PROBLEM DETAILS >> The lines to copy are those holding the string "failed" in the entries below.

PROVIDED RECORDS >>

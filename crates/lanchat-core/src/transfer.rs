//! Transfer pipeline: chunked send/receive of gzip-compressed file
//! bodies with progress accounting. Used by both the upload and the
//! download paths inside a session.

use crate::error::{Error, Result};
use crate::hub::SharedWriter;
use crate::protocol::frame::{self, FrameReader};
use crate::protocol::{DOWNLOAD_COMPLETE, FILE_DATA_START, FILE_INFO};
use flate2::read::GzDecoder;
use flate2::write::GzEncoder;
use flate2::Compression;
use serde::{Deserialize, Serialize};
use std::io::{Read, Write};
use tokio::io::{AsyncRead, AsyncWriteExt};
use tracing::debug;

/// Metadata sent ahead of a download body in the `FILE_INFO` envelope.
#[derive(Debug, Clone, Serialize, Deserialize)]
pub struct DownloadInfo {
    /// Logical filename.
    pub filename: String,
    /// Original size in bytes.
    pub size: u64,
    /// Compressed body size in bytes, as it will appear on the wire.
    pub compressed_size: u64,
}

/// Gzip-compress a file body.
pub fn compress(data: &[u8]) -> Result<Vec<u8>> {
    let mut encoder = GzEncoder::new(Vec::new(), Compression::default());
    encoder
        .write_all(data)
        .and_then(|_| encoder.finish())
        .map_err(|e| Error::Transfer(format!("compression failed: {}", e)))
}

/// Gzip-decompress a received body.
pub fn decompress(data: &[u8]) -> Result<Vec<u8>> {
    let mut out = Vec::new();
    GzDecoder::new(data)
        .read_to_end(&mut out)
        .map_err(|e| Error::Transfer(format!("decompression failed: {}", e)))?;
    Ok(out)
}

/// Upload receive path: accumulate exactly `declared_len` compressed
/// bytes in bounded chunks. The caller pushes any bytes that arrived
/// coalesced with the upload header back into the reader first.
pub async fn receive_body<R: AsyncRead + Unpin>(
    reader: &mut FrameReader<R>,
    declared_len: usize,
) -> Result<Vec<u8>> {
    let chunk_size = reader.buffer_size();
    // The declared length comes off the wire; allocation grows with
    // the bytes actually received, never with the declaration.
    let mut body = Vec::with_capacity(declared_len.min(chunk_size));
    while body.len() < declared_len {
        let want = (declared_len - body.len()).min(chunk_size);
        let chunk = reader.read_exact_frame(want).await?;
        body.extend_from_slice(&chunk);
        debug!(
            received = body.len(),
            total = declared_len,
            percent = body.len() * 100 / declared_len.max(1),
            "Upload progress"
        );
    }
    Ok(body)
}

/// Download send path: `FILE_INFO` envelope, wait for one
/// acknowledgement frame (content ignored, wait unbounded), then
/// `FILE_DATA_START:<clen>` followed by the compressed bytes in bounded
/// chunks and the literal `DOWNLOAD_COMPLETE`.
pub async fn send_body<R: AsyncRead + Unpin>(
    reader: &mut FrameReader<R>,
    writer: &SharedWriter,
    info: &DownloadInfo,
    compressed: &[u8],
) -> Result<()> {
    let json = serde_json::to_vec(info)?;
    {
        let mut w = writer.lock().await;
        w.write_all(&frame::envelope(FILE_INFO, &json)).await?;
    }

    // Any frame counts as "ready"; a stalled client blocks only this
    // session.
    let ack = reader.read_frame().await?;
    debug!(ack_len = ack.len(), file = %info.filename, "Download acknowledged");

    let chunk_size = reader.buffer_size();
    let mut w = writer.lock().await;
    w.write_all(&frame::block_header(FILE_DATA_START, compressed.len()))
        .await?;
    let mut sent = 0;
    for chunk in compressed.chunks(chunk_size) {
        w.write_all(chunk).await?;
        sent += chunk.len();
        debug!(
            sent,
            total = compressed.len(),
            percent = sent * 100 / compressed.len().max(1),
            "Download progress"
        );
    }
    w.write_all(DOWNLOAD_COMPLETE.as_bytes()).await?;
    Ok(())
}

WRITTEN SOLUTION >>
        .map_err(|e| Error::Transfer(format!("compression failed: {}", e)))
        .map_err(|e| Error::Transfer(format!("decompression failed: {}", e)))?;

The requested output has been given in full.